10. Ouai Finishing Crème

This is another styling cream that has to be on our list of the best hair creams. One unique thing about this hair cream is that it is quite lightweight and doesn’t weigh your hair down. When you use the cream, you can be sure of a lustrous finish and hair that is free of frizz and reflects light so beautifully. There is also the French-inspired fragrance that leaves your hair smelling so lovely you don’t want the experience to end. This hair cream is sold through Sephora, and Amazon.


11. Reverie Milk Anti-Frizz Leave-In Nourishing Treatment

If you want healthy-looking hair that is silky, soft and shiny, try this hair styling cream. The product works for all hair types and comes with nourishing ingredients. You can already tell the product is safe with Sephora’s clean seal that it comes with. It’s also vegan-friendly and has a rich blend of 16 special oils to enhance your hair volume without weighing it down.

There are no glutens, silicones, sulfates or parabens included to have any long-term side effect on your hair. Try it out today, and that’s all you need to fall in love with the product. It can be found online at Sephora.
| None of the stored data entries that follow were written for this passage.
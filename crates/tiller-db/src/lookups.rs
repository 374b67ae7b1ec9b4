use anyhow::Result;
use async_trait::async_trait;
use sqlx::QueryBuilder;

use tiller_data::{Category, ClassType, CurrentQuarter, Quarter, Query, Retrieve, Update};

use crate::{results::QueryError, Connection};

#[async_trait]
impl Query<Category> for Connection {
    type Filter = ();
    async fn query(&self, _filter: &Self::Filter) -> Result<Vec<Category>> {
        let mut conn = self.lock().await;
        let categories: Vec<Category> =
            sqlx::query_as("SELECT id, text FROM memcat ORDER BY id")
                .fetch_all(&mut *conn)
                .await
                .map_err(QueryError::failed)?;
        Ok(categories)
    }
}

#[async_trait]
impl Query<ClassType> for Connection {
    type Filter = ();
    async fn query(&self, _filter: &Self::Filter) -> Result<Vec<ClassType>> {
        let mut conn = self.lock().await;
        let types: Vec<ClassType> =
            sqlx::query_as("SELECT id, text FROM class_type ORDER BY id")
                .fetch_all(&mut *conn)
                .await
                .map_err(QueryError::failed)?;
        Ok(types)
    }
}

#[async_trait]
impl Query<Quarter> for Connection {
    type Filter = ();

    /// Quarters, most recent first.
    async fn query(&self, _filter: &Self::Filter) -> Result<Vec<Quarter>> {
        let mut conn = self.lock().await;
        let quarters: Vec<Quarter> = sqlx::query_as(
            "SELECT id, text, school, end_date FROM quarters ORDER BY id DESC",
        )
        .fetch_all(&mut *conn)
        .await
        .map_err(QueryError::failed)?;
        Ok(quarters)
    }
}

#[async_trait]
impl Retrieve<CurrentQuarter> for Connection {
    type Key = ();

    /// Fetch the quarter pointer the lesson schedule compares against.
    async fn retrieve(&self, _key: Self::Key) -> Result<CurrentQuarter> {
        let mut conn = self.lock().await;
        let current: CurrentQuarter =
            sqlx::query_as("SELECT quarter FROM lesson_quarter WHERE id = 1")
                .fetch_one(&mut *conn)
                .await
                .map_err(QueryError::failed)?;
        Ok(current)
    }
}

#[async_trait]
impl Update<CurrentQuarter> for Connection {
    /// Advance the quarter pointer.
    async fn update(&self, current: CurrentQuarter) -> Result<CurrentQuarter> {
        {
            let mut conn = self.lock().await;
            QueryBuilder::new("UPDATE lesson_quarter SET")
                .push(" quarter = ")
                .push_bind(current.quarter)
                .push(" WHERE id = 1")
                .build()
                .execute(&mut *conn)
                .await
                .map_err(QueryError::failed)?;
        }
        self.retrieve(()).await
    }
}

impl Connection {
    /// Insert a lookup row. Only used by setup and tests; the lookup
    /// tables are otherwise read-only reference data.
    pub async fn insert_lookup(&self, table: LookupTable, text: &str) -> Result<u32> {
        let mut conn = self.lock().await;
        let row: crate::results::Id<u32> = QueryBuilder::new(format!(
            "INSERT INTO {} (text) VALUES (",
            table.name()
        ))
        .push_bind(text)
        .push(") RETURNING id")
        .build_query_as()
        .fetch_one(&mut *conn)
        .await
        .map_err(QueryError::failed)?;
        Ok(row.id)
    }
}

#[derive(Debug, Clone, Copy)]
pub enum LookupTable {
    Categories,
    ClassTypes,
}

impl LookupTable {
    fn name(&self) -> &'static str {
        match self {
            LookupTable::Categories => "memcat",
            LookupTable::ClassTypes => "class_type",
        }
    }
}

#[cfg(test)]
mod tests {
    use super::*;

    #[tokio::test]
    async fn test_current_quarter_update_and_fetch() {
        let db = Connection::open_test().await;
        let current: CurrentQuarter = db.retrieve(()).await.unwrap();
        assert_eq!(current.quarter, 0);

        let current = db.update(CurrentQuarter { quarter: 7 }).await.unwrap();
        assert_eq!(current.quarter, 7);
    }

    #[tokio::test]
    async fn test_categories_ordered() {
        let db = Connection::open_test().await;
        db.insert_lookup(LookupTable::Categories, "Student").await.unwrap();
        db.insert_lookup(LookupTable::Categories, "Alumni").await.unwrap();

        let categories: Vec<Category> = db.query(&()).await.unwrap();
        assert_eq!(categories.len(), 2);
        assert_eq!(categories[0].text.as_deref(), Some("Student"));
        assert_eq!(categories[1].text.as_deref(), Some("Alumni"));
    }
}
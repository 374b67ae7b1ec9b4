use anyhow::Result;
use async_trait::async_trait;

#[async_trait]
pub trait Query<T> {
    type Filter;
    async fn query(&self, filter: &Self::Filter) -> Result<Vec<T>>;
}

#[async_trait]
pub trait Count<T> {
    type Filter;
    /// Count rows matching the filter, ignoring ordering and pagination.
    async fn count(&self, filter: &Self::Filter) -> Result<u32>;
}

#[async_trait]
pub trait Insert<T> {
    async fn insert(&self, item: T) -> Result<T>;
}

#[async_trait]
pub trait Update<T> {
    async fn update(&self, item: T) -> Result<T>;
}

#[async_trait]
pub trait Retrieve<T> {
    type Key;
    async fn retrieve(&self, key: Self::Key) -> Result<T>;
}

#[async_trait]
pub trait Delete<T> {
    async fn delete(&self, item: T) -> Result<()>;
}
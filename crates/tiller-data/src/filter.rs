/// A single predicate over a listing table. Filters lower themselves
/// into a list of conditions which the database layer folds into a
/// parameterized query. Column names are fixed by the lowering code,
/// never taken from caller input.
#[derive(Debug, Clone, PartialEq)]
pub enum Condition {
    /// Column equals an integer value.
    Eq(&'static str, i64),
    /// Column contains the string (substring match).
    Contains(&'static str, String),
    /// Column starts with the string (prefix match).
    StartsWith(&'static str, String),
    /// Column is greater than or equal to the value.
    AtLeast(&'static str, i64),
    /// Any of the inner conditions holds.
    AnyOf(Vec<Condition>),
    /// All of the inner conditions hold.
    AllOf(Vec<Condition>),
}

/// A sort request as supplied by a caller: the field id used by the
/// old site plus a direction. Resolution against the per-listing
/// allow-list happens in `MemberOrder::resolve` / `LessonOrder::resolve`.
#[derive(Debug, Clone, PartialEq, serde::Serialize, serde::Deserialize)]
pub struct SortSpec {
    pub field: String,
    pub descending: bool,
}
use sqlx::{QueryBuilder, Sqlite};

use tiller_data::Condition;

/// Append filter conditions to a query ending in `WHERE 1`. Column
/// names come from the allow-listed filter lowering, values are always
/// bound parameters.
pub(crate) fn push_conditions(qry: &mut QueryBuilder<'_, Sqlite>, conditions: &[Condition]) {
    for condition in conditions {
        qry.push(" AND ");
        push_condition(qry, condition);
    }
}

fn push_condition(qry: &mut QueryBuilder<'_, Sqlite>, condition: &Condition) {
    match condition {
        Condition::Eq(column, value) => {
            qry.push(format!("{} = ", column));
            qry.push_bind(*value);
        }
        Condition::Contains(column, text) => {
            qry.push(format!("{} LIKE ", column));
            qry.push_bind(format!("%{}%", text));
        }
        Condition::StartsWith(column, text) => {
            qry.push(format!("{} LIKE ", column));
            qry.push_bind(format!("{}%", text));
        }
        Condition::AtLeast(column, value) => {
            qry.push(format!("{} >= ", column));
            qry.push_bind(*value);
        }
        Condition::AnyOf(inner) => push_group(qry, inner, " OR "),
        Condition::AllOf(inner) => push_group(qry, inner, " AND "),
    }
}

fn push_group(qry: &mut QueryBuilder<'_, Sqlite>, inner: &[Condition], separator: &str) {
    qry.push("(");
    for (i, condition) in inner.iter().enumerate() {
        if i > 0 {
            qry.push(separator);
        }
        push_condition(qry, condition);
    }
    qry.push(")");
}

pub(crate) fn order_by(column: &str, descending: bool) -> String {
    let direction = if descending { "DESC" } else { "ASC" };
    format!(" ORDER BY {} {}", column, direction)
}
use sqlx::FromRow;
use thiserror::Error as ThisError;

/// Model errors
#[derive(Debug, Clone, ThisError)]
pub enum QueryError {
    #[error("Not found")]
    NotFound,
    #[error("Ambiguous results ({0:?}) for query")]
    Ambiguous(usize),
    #[error(
        "A member with WYC number {0} already exists. \
         Please use a different number."
    )]
    DuplicateKey(u32),
    #[error("Query failed: {message} (code: {code})")]
    Failed { message: String, code: String },
}

impl QueryError {
    /// Wrap a driver error, keeping the original error code and
    /// message for diagnostics.
    pub fn failed(err: sqlx::Error) -> Self {
        match &err {
            sqlx::Error::Database(db_err) => QueryError::Failed {
                message: db_err.message().to_string(),
                code: db_err
                    .code()
                    .map(|code| code.into_owned())
                    .unwrap_or_else(|| "NO_CODE".to_string()),
            },
            _ => QueryError::Failed {
                message: err.to_string(),
                code: "NO_CODE".to_string(),
            },
        }
    }
}

pub(crate) fn is_unique_violation(err: &sqlx::Error) -> bool {
    match err {
        sqlx::Error::Database(db_err) => {
            matches!(db_err.kind(), sqlx::error::ErrorKind::UniqueViolation)
        }
        _ => false,
    }
}

#[derive(Debug, Clone, FromRow)]
pub struct Id<T> {
    pub id: T,
}

#[derive(Debug, Clone, FromRow)]
pub struct Total {
    pub total: i64,
}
12. Amika First Base Moisturizing Styling Cream

Hair styling creams are famous for all the benefits they have on your hair. With Amika’s styling cream you can have all those benefits and more. The cream features ingredients like sea buckthorn berry, vitamin C, and over 190 biologically active compounds to give you the freedom to style your hair in any way that suits you. Light protection, moisture, and smoothness are all also part of the perks of using this hair cream. Buy yours today at Revolve and start using it for shinier hair!

13. Pureology Hydrate Air Dry Cream

Heat styling products can hurt your hair in the long run. But here is a no-blow-dry heatless styling cream for you. Made with AirDry technology and AntiFade complex, the product has a record dry time, enhances your hair body and tames every single frizz. You can be sure your hair will be so radiant when you style it with this hair cream. It can be found online at Adore Beauty.

14. Verb Sea Texture Cream

You must have read about those shampoos that give you a tousled, beachy look. But here is a can of the best hair cream that does the same thing effortlessly. Using it can give you instantly fresh hair waves with excellent texture and firm hold. The product can easily refresh your hair and amplify any style you create. It works for straight and wavy hair, no matter the length. Pick up a jar online at Sephora!

15. Tigi Bed Head Small Talk

Are you looking for the best hair cream that can add volume to your hair quickly and still allow you to control frizz? This product adds shine and gives your hair a light to medium hold. You will also love the fragrance it features that will allow your hair to smell better. All that UV flying around won’t be able to touch your hair, and even if you have had limp hair all year long, be ready for the burst of energy your hair has always needed. Get this lovely bottle of hair cream at Ulta Beauty, or Amazon!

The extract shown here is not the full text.